**WHAT YOU ARE ASKED TO DO:** Write out the entries below once more, exactly.

START LISTED RECORDS

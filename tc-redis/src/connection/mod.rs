//! Connection management.
//!
//! A storage never owns a redis client directly. It asks a
//! [`ConnectionResolver`] for a handle; the resolver either reuses the
//! process-wide slot of the configured topology ([`Sharing::Shared`]) or
//! keeps a handle of its own ([`Sharing::Dedicated`]). Handles are created by
//! a [`Connect`] implementation, [`RedisConnector`] in production.

pub mod builder;
pub mod registry;
pub mod sentinel;

use std::sync::{Arc, Mutex};

use crate::config::{ConnectionConfig, RedisMode};
use crate::error::Error;
use crate::store::KeyValueStore;

pub use builder::{DEFAULT_CLUSTER_PORT, NodeAddr, Topology};
pub use registry::ConnectionRegistry;
pub use sentinel::SentinelMaster;

/// Creates key/value handles from connection settings.
pub trait Connect: Send + Sync {
    /// Creates a handle for `config`.
    ///
    /// Called once per slot or per dedicated resolver, and again after an
    /// invalidation. Implementations should not perform I/O here.
    fn connect(&self, config: &ConnectionConfig) -> Result<Arc<dyn KeyValueStore>, Error>;
}

/// Connects to real redis deployments.
#[derive(Debug, Clone, Copy, Default)]
pub struct RedisConnector;

impl Connect for RedisConnector {
    fn connect(&self, config: &ConnectionConfig) -> Result<Arc<dyn KeyValueStore>, Error> {
        Ok(Arc::new(builder::build(config)?))
    }
}

/// Where a storage keeps its connection.
#[derive(Debug, Clone)]
pub enum Sharing {
    /// Reuse the slot of the configured topology in this registry.
    Shared(Arc<ConnectionRegistry>),
    /// Keep a private handle.
    Dedicated,
}

impl Default for Sharing {
    fn default() -> Self {
        Sharing::Shared(ConnectionRegistry::global())
    }
}

/// Hands out the key/value handle of one storage.
pub struct ConnectionResolver {
    config: ConnectionConfig,
    mode: RedisMode,
    sharing: Sharing,
    connector: Arc<dyn Connect>,
    local: Mutex<Option<Arc<dyn KeyValueStore>>>,
}

impl ConnectionResolver {
    /// Fails when the configured mode is unknown.
    pub fn new(
        config: ConnectionConfig,
        sharing: Sharing,
        connector: Arc<dyn Connect>,
    ) -> Result<Self, Error> {
        let mode = config.mode()?;
        Ok(Self {
            config,
            mode,
            sharing,
            connector,
            local: Mutex::new(None),
        })
    }

    /// Settings handles are built from.
    pub fn config(&self) -> &ConnectionConfig {
        &self.config
    }

    /// Validated topology, also the registry slot used when shared.
    pub fn mode(&self) -> RedisMode {
        self.mode
    }

    /// Whether handles come from a registry.
    pub fn is_shared(&self) -> bool {
        matches!(self.sharing, Sharing::Shared(_))
    }

    /// The current handle.
    ///
    /// Looks at the local handle first, then at the registry slot when
    /// shared, and builds a new handle only when both are empty.
    pub fn store(&self) -> Result<Arc<dyn KeyValueStore>, Error> {
        let mut local = self.local.lock().unwrap_or_else(|e| e.into_inner());
        if let Some(store) = local.as_ref() {
            return Ok(store.clone());
        }

        let store = match &self.sharing {
            Sharing::Shared(registry) => registry
                .get_or_try_insert_with(self.mode, || self.connector.connect(&self.config))?,
            Sharing::Dedicated => self.connector.connect(&self.config)?,
        };
        *local = Some(store.clone());
        Ok(store)
    }

    /// Drops `failed` from the local cache and from the registry slot, so
    /// that the next call to [`store`](Self::store) reconnects. A slot that
    /// already holds a newer handle is left alone.
    pub fn invalidate(&self, failed: &Arc<dyn KeyValueStore>) {
        let mut local = self.local.lock().unwrap_or_else(|e| e.into_inner());
        if local
            .as_ref()
            .is_some_and(|current| Arc::ptr_eq(current, failed))
        {
            *local = None;
        }
        drop(local);

        if let Sharing::Shared(registry) = &self.sharing {
            registry.invalidate_handle(self.mode, failed);
        }
    }
}

impl std::fmt::Debug for ConnectionResolver {
    fn fmt(&self, f: &mut std::fmt::Formatter<'_>) -> std::fmt::Result {
        f.debug_struct("ConnectionResolver")
            .field("mode", &self.mode)
            .field("shared", &self.is_shared())
            .finish_non_exhaustive()
    }
}
//! Backend error interception.
//!
//! Every storage operation that talks to redis runs through [`intercept`].
//! Configuration errors pass through untouched; backend errors are handed to
//! a recovery closure that decides what the caller sees.

use std::{future::Future, sync::Arc};

use tracing::error;

use crate::config::StorageKind;
use crate::connection::ConnectionResolver;
use crate::error::Error;
use crate::store::KeyValueStore;

/// Runs `operation`, handing backend errors to `recover`.
pub async fn intercept<T, F, R>(operation: &'static str, fut: F, recover: R) -> Result<T, Error>
where
    F: Future<Output = Result<T, Error>>,
    R: FnOnce(&'static str, Error) -> Result<T, Error>,
{
    match fut.await {
        Err(error) if error.is_backend() => recover(operation, error),
        result => result,
    }
}

/// Connection plus error policy of one storage.
#[derive(Debug)]
pub(crate) struct Guard {
    resolver: ConnectionResolver,
    kind: StorageKind,
    ignore_errors: bool,
}

impl Guard {
    pub(crate) fn new(
        resolver: ConnectionResolver,
        kind: StorageKind,
        ignore_errors: bool,
    ) -> Self {
        Self {
            resolver,
            kind,
            ignore_errors,
        }
    }

    pub(crate) fn resolver(&self) -> &ConnectionResolver {
        &self.resolver
    }

    /// Runs `op` against the current handle.
    ///
    /// On a backend error the handle is invalidated. The error is then
    /// either logged and replaced by `fallback` or returned unchanged,
    /// depending on the store's `IGNORE_ERRORS` flag.
    pub(crate) async fn run<T, F, Fut>(
        &self,
        operation: &'static str,
        fallback: T,
        op: F,
    ) -> Result<T, Error>
    where
        F: FnOnce(Arc<dyn KeyValueStore>) -> Fut,
        Fut: Future<Output = Result<T, Error>>,
    {
        let store = self.resolver.store()?;
        intercept(operation, op(store.clone()), |operation, error| {
            self.recover(&store, operation, error, fallback)
        })
        .await
    }

    fn recover<T>(
        &self,
        store: &Arc<dyn KeyValueStore>,
        operation: &'static str,
        error: Error,
        fallback: T,
    ) -> Result<T, Error> {
        self.resolver.invalidate(store);

        if self.ignore_errors {
            error!(
                storage = self.label(),
                mode = %self.resolver.mode(),
                operation,
                error = %error,
                "Redis storage failure ignored"
            );
            Ok(fallback)
        } else {
            Err(error)
        }
    }

    fn label(&self) -> &'static str {
        match self.kind {
            StorageKind::Storage => "storage",
            StorageKind::ResultStorage => "result_storage",
        }
    }
}

#[cfg(test)]
mod tests {
    use std::time::Duration;

    use super::*;

    #[tokio::test]
    async fn test_backend_errors_reach_recovery() {
        let result = intercept(
            "exists",
            async { Err::<bool, _>(Error::Timeout(Duration::from_secs(2))) },
            |operation, error| {
                assert_eq!(operation, "exists");
                assert!(matches!(error, Error::Timeout(_)));
                Ok(false)
            },
        )
        .await;

        assert!(!result.unwrap());
    }

    #[tokio::test]
    async fn test_configuration_errors_skip_recovery() {
        let result = intercept(
            "put_crypto",
            async { Err::<(), _>(Error::MissingSecurityKey) },
            |_, _| panic!("recovery must not run for configuration errors"),
        )
        .await;

        assert!(matches!(result, Err(Error::MissingSecurityKey)));
    }

    #[tokio::test]
    async fn test_success_skips_recovery() {
        let result = intercept("get", async { Ok(7) }, |_, _| Ok(0)).await;
        assert_eq!(result.unwrap(), 7);
    }
}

END LISTED RECORDS

**EXERCISE ANSWER:**
filename tc-redis/src/connection/mod.rs
//! Connection management.
//!
//! A storage never owns a redis client directly. It asks a
//! [`ConnectionResolver`] for a handle; the resolver either reuses the
//! process-wide slot of the configured topology ([`Sharing::Shared`]) or
//! keeps a handle of its own ([`Sharing::Dedicated`]). Handles are created by
//! a [`Connect`] implementation, [`RedisConnector`] in production.

pub mod builder;
pub mod registry;
pub mod sentinel;

use std::sync::{Arc, Mutex};

use crate::config::{ConnectionConfig, RedisMode};
use crate::error::Error;
use crate::store::KeyValueStore;

pub use builder::{DEFAULT_CLUSTER_PORT, NodeAddr, Topology};
pub use registry::ConnectionRegistry;
pub use sentinel::SentinelMaster;

/// Creates key/value handles from connection settings.
pub trait Connect: Send + Sync {
    /// Creates a handle for `config`.
    ///
    /// Called once per slot or per dedicated resolver, and again after an
    /// invalidation. Implementations should not perform I/O here.
    fn connect(&self, config: &ConnectionConfig) -> Result<Arc<dyn KeyValueStore>, Error>;
}

/// Connects to real redis deployments.
#[derive(Debug, Clone, Copy, Default)]
pub struct RedisConnector;

impl Connect for RedisConnector {
    fn connect(&self, config: &ConnectionConfig) -> Result<Arc<dyn KeyValueStore>, Error> {
        Ok(Arc::new(builder::build(config)?))
    }
}

/// Where a storage keeps its connection.
#[derive(Debug, Clone)]
pub enum Sharing {
    /// Reuse the slot of the configured topology in this registry.
    Shared(Arc<ConnectionRegistry>),
    /// Keep a private handle.
    Dedicated,
}

impl Default for Sharing {
    fn default() -> Self {
        Sharing::Shared(ConnectionRegistry::global())
    }
}

/// Hands out the key/value handle of one storage.
pub struct ConnectionResolver {
    config: ConnectionConfig,
    mode: RedisMode,
    sharing: Sharing,
    connector: Arc<dyn Connect>,
    local: Mutex<Option<Arc<dyn KeyValueStore>>>,
}

impl ConnectionResolver {
    /// Fails when the configured mode is unknown.
    pub fn new(
        config: ConnectionConfig,
        sharing: Sharing,
        connector: Arc<dyn Connect>,
    ) -> Result<Self, Error> {
        let mode = config.mode()?;
        Ok(Self {
            config,
            mode,
            sharing,
            connector,
            local: Mutex::new(None),
        })
    }

    /// Settings handles are built from.
    pub fn config(&self) -> &ConnectionConfig {
        &self.config
    }

    /// Validated topology, also the registry slot used when shared.
    pub fn mode(&self) -> RedisMode {
        self.mode
    }

    /// Whether handles come from a registry.
    pub fn is_shared(&self) -> bool {
        matches!(self.sharing, Sharing::Shared(_))
    }

    /// The current handle.
    ///
    /// Looks at the local handle first, then at the registry slot when
    /// shared, and builds a new handle only when both are empty.
    pub fn store(&self) -> Result<Arc<dyn KeyValueStore>, Error> {
        let mut local = self.local.lock().unwrap_or_else(|e| e.into_inner());
        if let Some(store) = local.as_ref() {
            return Ok(store.clone());
        }

        let store = match &self.sharing {
            Sharing::Shared(registry) => registry
                .get_or_try_insert_with(self.mode, || self.connector.connect(&self.config))?,
            Sharing::Dedicated => self.connector.connect(&self.config)?,
        };
        *local = Some(store.clone());
        Ok(store)
    }

    /// Drops `failed` from the local cache and from the registry slot, so
    /// that the next call to [`store`](Self::store) reconnects. A slot that
    /// already holds a newer handle is left alone.
    pub fn invalidate(&self, failed: &Arc<dyn KeyValueStore>) {
        let mut local = self.local.lock().unwrap_or_else(|e| e.into_inner());
        if local
            .as_ref()
            .is_some_and(|current| Arc::ptr_eq(current, failed))
        {
            *local = None;
        }
        drop(local);

        if let Sharing::Shared(registry) = &self.sharing {
            registry.invalidate_handle(self.mode, failed);
        }
    }
}

impl std::fmt::Debug for ConnectionResolver {
    fn fmt(&self, f: &mut std::fmt::Formatter<'_>) -> std::fmt::Result {
        f.debug_struct("ConnectionResolver")
            .field("mode", &self.mode)
            .field("shared", &self.is_shared())
            .finish_non_exhaustive()
    }
}
//! Backend error interception.
//!
//! Every storage operation that talks to redis runs through [`intercept`].
//! Configuration errors pass through untouched; backend errors are handed to
//! a recovery closure that decides what the caller sees.

use std::{future::Future, sync::Arc};

use tracing::error;

use crate::config::StorageKind;
use crate::connection::ConnectionResolver;
use crate::error::Error;
use crate::store::KeyValueStore;

/// Runs `operation`, handing backend errors to `recover`.
pub async fn intercept<T, F, R>(operation: &'static str, fut: F, recover: R) -> Result<T, Error>
where
    F: Future<Output = Result<T, Error>>,
    R: FnOnce(&'static str, Error) -> Result<T, Error>,
{
    match fut.await {
        Err(error) if error.is_backend() => recover(operation, error),
        result => result,
    }
}

/// Connection plus error policy of one storage.
#[derive(Debug)]
pub(crate) struct Guard {
    resolver: ConnectionResolver,
    kind: StorageKind,
    ignore_errors: bool,
}

impl Guard {
    pub(crate) fn new(
        resolver: ConnectionResolver,
        kind: StorageKind,
        ignore_errors: bool,
    ) -> Self {
        Self {
            resolver,
            kind,
            ignore_errors,
        }
    }

    pub(crate) fn resolver(&self) -> &ConnectionResolver {
        &self.resolver
    }

    /// Runs `op` against the current handle.
    ///
    /// On a backend error the handle is invalidated. The error is then
    /// either logged and replaced by `fallback` or returned unchanged,
    /// depending on the store's `IGNORE_ERRORS` flag.
    pub(crate) async fn run<T, F, Fut>(
        &self,
        operation: &'static str,
        fallback: T,
        op: F,
    ) -> Result<T, Error>
    where
        F: FnOnce(Arc<dyn KeyValueStore>) -> Fut,
        Fut: Future<Output = Result<T, Error>>,
    {
        let store = self.resolver.store()?;
        intercept(operation, op(store.clone()), |operation, error| {
            self.recover(&store, operation, error, fallback)
        })
        .await
    }

    fn recover<T>(
        &self,
        store: &Arc<dyn KeyValueStore>,
        operation: &'static str,
        error: Error,
        fallback: T,
    ) -> Result<T, Error> {
        self.resolver.invalidate(store);

        if self.ignore_errors {
            error!(
                storage = self.label(),
                mode = %self.resolver.mode(),
                operation,
                error = %error,
                "Redis storage failure ignored"
            );
            Ok(fallback)
        } else {
            Err(error)
        }
    }

    fn label(&self) -> &'static str {
        match self.kind {
            StorageKind::Storage => "storage",
            StorageKind::ResultStorage => "result_storage",
        }
    }
}

#[cfg(test)]
mod tests {
    use std::time::Duration;

    use super::*;

    #[tokio::test]
    async fn test_backend_errors_reach_recovery() {
        let result = intercept(
            "exists",
            async { Err::<bool, _>(Error::Timeout(Duration::from_secs(2))) },
            |operation, error| {
                assert_eq!(operation, "exists");
                assert!(matches!(error, Error::Timeout(_)));
                Ok(false)
            },
        )
        .await;

        assert!(!result.unwrap());
    }

    #[tokio::test]
    async fn test_configuration_errors_skip_recovery() {
        let result = intercept(
            "put_crypto",
            async { Err::<(), _>(Error::MissingSecurityKey) },
            |_, _| panic!("recovery must not run for configuration errors"),
        )
        .await;

        assert!(matches!(result, Err(Error::MissingSecurityKey)));
    }

    #[tokio::test]
    async fn test_success_skips_recovery() {
        let result = intercept("get", async { Ok(7) }, |_, _| Ok(0)).await;
        assert_eq!(result.unwrap(), 7);
    }
}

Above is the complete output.